• Task goal
Only the lines from the first line of the material below to the line containing "Failures travel on", inclusive, should be copied, each exactly as written.

=== Stored data ===

//! # Merge Outcomes
//!
//! A successful call to the workflow is one of two cases, and the caller
//! always gets the authoritative pull request state back:
//!
//! - [`MergeOutcome::Merged`]: this call performed the transition.
//! - [`MergeOutcome::AlreadyMerged`]: the pull request was already terminal;
//!   nothing was written.
//!
//! Failures travel on the `Err` side as [`crate::MergeError`].

use std::collections::BTreeSet;

use chrono::{DateTime, Utc};
use prr_core::{PullRequest, PullRequestId, StatusValue, UserId};

/// Consolidated view of a pull request: record, status and reviewers.
///
/// Returned by merges and by creation.
#[derive(Debug, Clone, PartialEq, Eq)]
pub struct MergeResult {
    /// The pull request.
    pub pull_request_id: PullRequestId,
    /// Its title.
    pub pull_request_name: String,
    /// Its author.
    pub author_id: UserId,
    /// Status value after the call.
    pub status: StatusValue,
    /// Assigned reviewers. Ordered by id; the store's order is not preserved.
    pub assigned_reviewers: BTreeSet<UserId>,
    /// Creation time.
    pub created_at: DateTime<Utc>,
    /// Merge time, `None` only if the store never stamped one.
    pub merged_at: Option<DateTime<Utc>>,
}

impl MergeResult {
    /// Combine a pull request record, its status and its reviewers.
    pub fn from_parts(
        pull_request: PullRequest,
        status: StatusValue,
        assigned_reviewers: BTreeSet<UserId>,
    ) -> Self {
        Self {
            pull_request_id: pull_request.id,
            pull_request_name: pull_request.name,
            author_id: pull_request.author_id,
            status,
            assigned_reviewers,
            created_at: pull_request.created_at,
            merged_at: pull_request.merged_at,
        }
    }
}

/// The two non-failure results of a merge request.
#[derive(Debug, Clone, PartialEq, Eq)]
pub enum MergeOutcome {
    /// This call moved the pull request to `MERGED`.
    Merged(MergeResult),
    /// The pull request was already `MERGED`; no mutation was performed.
    AlreadyMerged(MergeResult),
}

impl MergeOutcome {
    /// The pull request state, regardless of which case occurred.
    pub fn result(&self) -> &MergeResult {
        match self {
            Self::Merged(result) | Self::AlreadyMerged(result) => result,
        }
    }

    /// Consume the outcome, keeping the pull request state.
    pub fn into_result(self) -> MergeResult {
        match self {
            Self::Merged(result) | Self::AlreadyMerged(result) => result,
        }
    }

    /// Whether this call performed the transition.
    pub fn was_transitioned(&self) -> bool {
        matches!(self, Self::Merged(_))
    }
}
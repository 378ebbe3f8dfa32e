//! Reviewer assignment persistence over the `pr_reviewers` table.
//!
//! A pull request with no assignments yields an empty list.

use async_trait::async_trait;
use prr_core::{AssignmentId, PullRequestId, ReviewerAssignment, UserId};
use prr_merge::{ReviewerRepository, StoreError};
use uuid::Uuid;

use super::transaction::{backend_error, PgScope};

/// [`ReviewerRepository`] over the `pr_reviewers` table.
#[derive(Debug, Clone, Copy, Default)]
pub struct PgReviewerRepository;

#[async_trait]
impl ReviewerRepository<PgScope> for PgReviewerRepository {
    async fn get_reviewers_by_pull_request_id(
        &self,
        scope: &mut PgScope,
        id: PullRequestId,
    ) -> Result<Vec<ReviewerAssignment>, StoreError> {
        let rows = sqlx::query_as::<_, ReviewerRow>(
            "SELECT id, pr_id, reviewer_id FROM pr_reviewers WHERE pr_id = $1",
        )
        .bind(*id.as_uuid())
        .fetch_all(&mut **scope)
        .await
        .map_err(backend_error)?;

        Ok(rows.into_iter().map(ReviewerRow::into_record).collect())
    }

    async fn save_reviewer(
        &self,
        scope: &mut PgScope,
        assignment: &ReviewerAssignment,
    ) -> Result<ReviewerAssignment, StoreError> {
        let row = sqlx::query_as::<_, ReviewerRow>(
            "INSERT INTO pr_reviewers (id, pr_id, reviewer_id) VALUES ($1, $2, $3)
             RETURNING id, pr_id, reviewer_id",
        )
        .bind(*assignment.id.as_uuid())
        .bind(*assignment.pull_request_id.as_uuid())
        .bind(*assignment.reviewer_id.as_uuid())
        .fetch_one(&mut **scope)
        .await
        .map_err(backend_error)?;

        Ok(row.into_record())
    }
}

#[derive(sqlx::FromRow)]
struct ReviewerRow {
    id: Uuid,
    pr_id: Uuid,
    reviewer_id: Uuid,
}

impl ReviewerRow {
    fn into_record(self) -> ReviewerAssignment {
        ReviewerAssignment {
            id: AssignmentId::from_uuid(self.id),
            pull_request_id: PullRequestId::from_uuid(self.pr_id),
            reviewer_id: UserId::from_uuid(self.reviewer_id),
        }
    }
}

===

• Output of the exercise
//! # Merge Outcomes
//!
//! A successful call to the workflow is one of two cases, and the caller
//! always gets the authoritative pull request state back:
//!
//! - [`MergeOutcome::Merged`]: this call performed the transition.
//! - [`MergeOutcome::AlreadyMerged`]: the pull request was already terminal;
//!   nothing was written.
//!
//! Failures travel on the `Err` side as [`crate::MergeError`].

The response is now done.